Facts don’t disappear in life, but in the end attitude is their equal. Water hyacinths can demonstrate that.
If you know much about the state of Florida it was over run not long ago by water hyacinths. The state botanists still call it the worse weed on earth. They say this for two reasons: It impacts tourism and also the water ecology of the state. It’s a billion-dollar boondoggle. But then there is attitude and perception. While flustered Florida sputtered away calling it a weed Florida ignored the fact that in other parts of the world the water hyacinths is used for cattle fodder (a point you would think would not have been missed by the nation’s third largest producer of cattle.)

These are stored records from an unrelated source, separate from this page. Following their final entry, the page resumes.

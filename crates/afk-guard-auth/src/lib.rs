#![warn(missing_docs)]
//! # afk-guard-auth
//!
//! ## Purpose
//! Defines the re-authentication seam used to end a lock session.
//!
//! ## Responsibilities
//! - Abstract the host authentication facility behind [`AuthChallenge`].
//! - Provide deterministic challenge implementations for tests and the demo
//!   shell.
//!
//! ## Data flow
//! The session coordinator suspends input blocking, calls
//! [`AuthChallenge::challenge`], and maps the verdict onto its state machine.
//!
//! ## Error model
//! Challenges do not return `Result`; the tri-state [`AuthVerdict`] separates
//! a rejected attempt from a host with no authentication facility at all, and
//! the coordinator records both as non-fatal session state.
//!
//! ## Security and privacy notes
//! Implementations must never log credentials or biometric material. This
//! crate contains no secrets by construction.

use std::sync::Mutex;
use std::sync::atomic::{AtomicU64, Ordering};

/// Outcome of one re-authentication attempt.
#[derive(Debug, Clone, Copy, PartialEq, Eq)]
pub enum AuthVerdict {
    /// The user proved their identity; the session may end.
    Granted,
    /// The challenge was presented and rejected.
    Denied,
    /// No authentication facility could evaluate the challenge.
    Unavailable,
}

/// External re-authentication collaborator.
///
/// The coordinator guarantees input blocking is suspended before this is
/// called, so the challenge UI can receive input.
pub trait AuthChallenge: Send + Sync {
    /// Presents the challenge and blocks until the user responds.
    fn challenge(&self) -> AuthVerdict;
}

/// Challenge that always returns a fixed verdict.
#[derive(Debug)]
pub struct StaticChallenge {
    verdict: AuthVerdict,
}

impl StaticChallenge {
    /// Creates a challenge with a fixed outcome.
    pub fn new(verdict: AuthVerdict) -> Self {
        Self { verdict }
    }
}

impl AuthChallenge for StaticChallenge {
    fn challenge(&self) -> AuthVerdict {
        log::debug!("static auth challenge returning {:?}", self.verdict);
        self.verdict
    }
}

/// Challenge that replays a scripted verdict sequence.
///
/// Once the script is exhausted, further attempts are denied. The invocation
/// counter lets tests assert how many times the challenge was presented.
pub struct ScriptedChallenge {
    script: Mutex<Vec<AuthVerdict>>,
    presented: AtomicU64,
}

impl ScriptedChallenge {
    /// Creates a challenge replaying `verdicts` in order.
    pub fn new(verdicts: Vec<AuthVerdict>) -> Self {
        let mut script = verdicts;
        script.reverse();
        Self {
            script: Mutex::new(script),
            presented: AtomicU64::new(0),
        }
    }

    /// Returns how many times the challenge has been presented.
    pub fn presented(&self) -> u64 {
        self.presented.load(Ordering::SeqCst)
    }
}

impl AuthChallenge for ScriptedChallenge {
    fn challenge(&self) -> AuthVerdict {
        self.presented.fetch_add(1, Ordering::SeqCst);
        let verdict = self
            .script
            .lock()
            .map(|mut script| script.pop())
            .unwrap_or(None)
            .unwrap_or(AuthVerdict::Denied);
        log::debug!("scripted auth challenge returning {verdict:?}");
        verdict
    }
}

#[cfg(test)]
mod tests {
    //! Unit tests for deterministic challenge implementations.

    use super::*;

    #[test]
    fn scripted_challenge_replays_then_denies() {
        let challenge = ScriptedChallenge::new(vec![AuthVerdict::Denied, AuthVerdict::Granted]);
        assert_eq!(challenge.challenge(), AuthVerdict::Denied);
        assert_eq!(challenge.challenge(), AuthVerdict::Granted);
        assert_eq!(challenge.challenge(), AuthVerdict::Denied);
        assert_eq!(challenge.presented(), 3);
    }

    #[test]
    fn static_challenge_is_constant() {
        let challenge = StaticChallenge::new(AuthVerdict::Unavailable);
        assert_eq!(challenge.challenge(), AuthVerdict::Unavailable);
        assert_eq!(challenge.challenge(), AuthVerdict::Unavailable);
    }
}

With preparation people can eat water hyacinth, it makes a good fertilizer, has very useable fiber, can be used to make bio-fuel, and importantly it has the ability in water or on land to absorb pollutants. It’s a sponge that loves to grow and can double its population in just two weeks. Do you have a “love canal” that needs cleaning up, or is the price of gasoline getting too high? To the point: Is water hyacinth a weed or a bio-tool that can be used? Florida had to address the threat it posed. Protecting an economy is important because that in turn protects people. But maybe it is time for some attitude adjustment.

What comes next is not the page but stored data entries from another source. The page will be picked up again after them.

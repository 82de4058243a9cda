/// Server-side session storage
///
/// A session maps an opaque token (see [`crate::auth::session`]) to the ID
/// of the logged-in user, with an expiry. The store is injected into the
/// API state as `Arc<dyn SessionStore>`.
///
/// # Implementations
///
/// - [`MemorySessionStore`]: process-local map, used by default and in tests
/// - [`RedisSessionStore`]: `SETEX session:{token}`, used when Redis is configured
///
/// # Example
///
/// ```
/// use std::time::Duration;
/// use taskboard_shared::session::{MemorySessionStore, SessionStore};
///
/// # async fn example() -> Result<(), Box<dyn std::error::Error>> {
/// let store = MemorySessionStore::new();
///
/// store.set("token", 42, Duration::from_secs(3600)).await?;
/// assert_eq!(store.get("token").await?, Some(42));
///
/// store.clear("token").await?;
/// assert_eq!(store.get("token").await?, None);
/// # Ok(())
/// # }
/// ```

use async_trait::async_trait;
use std::time::Duration;

pub mod memory;
pub mod redis;

pub use self::memory::MemorySessionStore;
pub use self::redis::RedisSessionStore;

use crate::redis::RedisClientError;

/// Error type for session store operations
#[derive(Debug, thiserror::Error)]
pub enum SessionError {
    /// The backing store failed
    #[error("Session store error: {0}")]
    Backend(String),
}

impl From<RedisClientError> for SessionError {
    fn from(err: RedisClientError) -> Self {
        SessionError::Backend(err.to_string())
    }
}

/// Token → user ID storage with expiry
#[async_trait]
pub trait SessionStore: Send + Sync {
    /// Returns the user bound to `token`, or None if absent or expired
    async fn get(&self, token: &str) -> Result<Option<i64>, SessionError>;

    /// Binds `token` to `user_id` for `ttl`, replacing any existing binding
    async fn set(&self, token: &str, user_id: i64, ttl: Duration) -> Result<(), SessionError>;

    /// Removes `token`; clearing an unknown token is not an error
    async fn clear(&self, token: &str) -> Result<(), SessionError>;
}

Water hyacinth can be a “weed” with all the negative connotations that engenders or a valuable plant. The view determines ideas and how tax dollars are spent. Now billions are spent to either spray the plant with favored pollutants (called herbicides) or mechanically crush the plant and let it rot. Why not utilize the plant and at the same time reduce its population? The newsman Harry Reasoner once said he hated labels because once you labeled someone or something you stopped thinking about it. Calling a plant a weed does exactly that. You can spend billions killing something and throwing it away, or harvesting something that can help people and show a return. It’s a matter of attitude.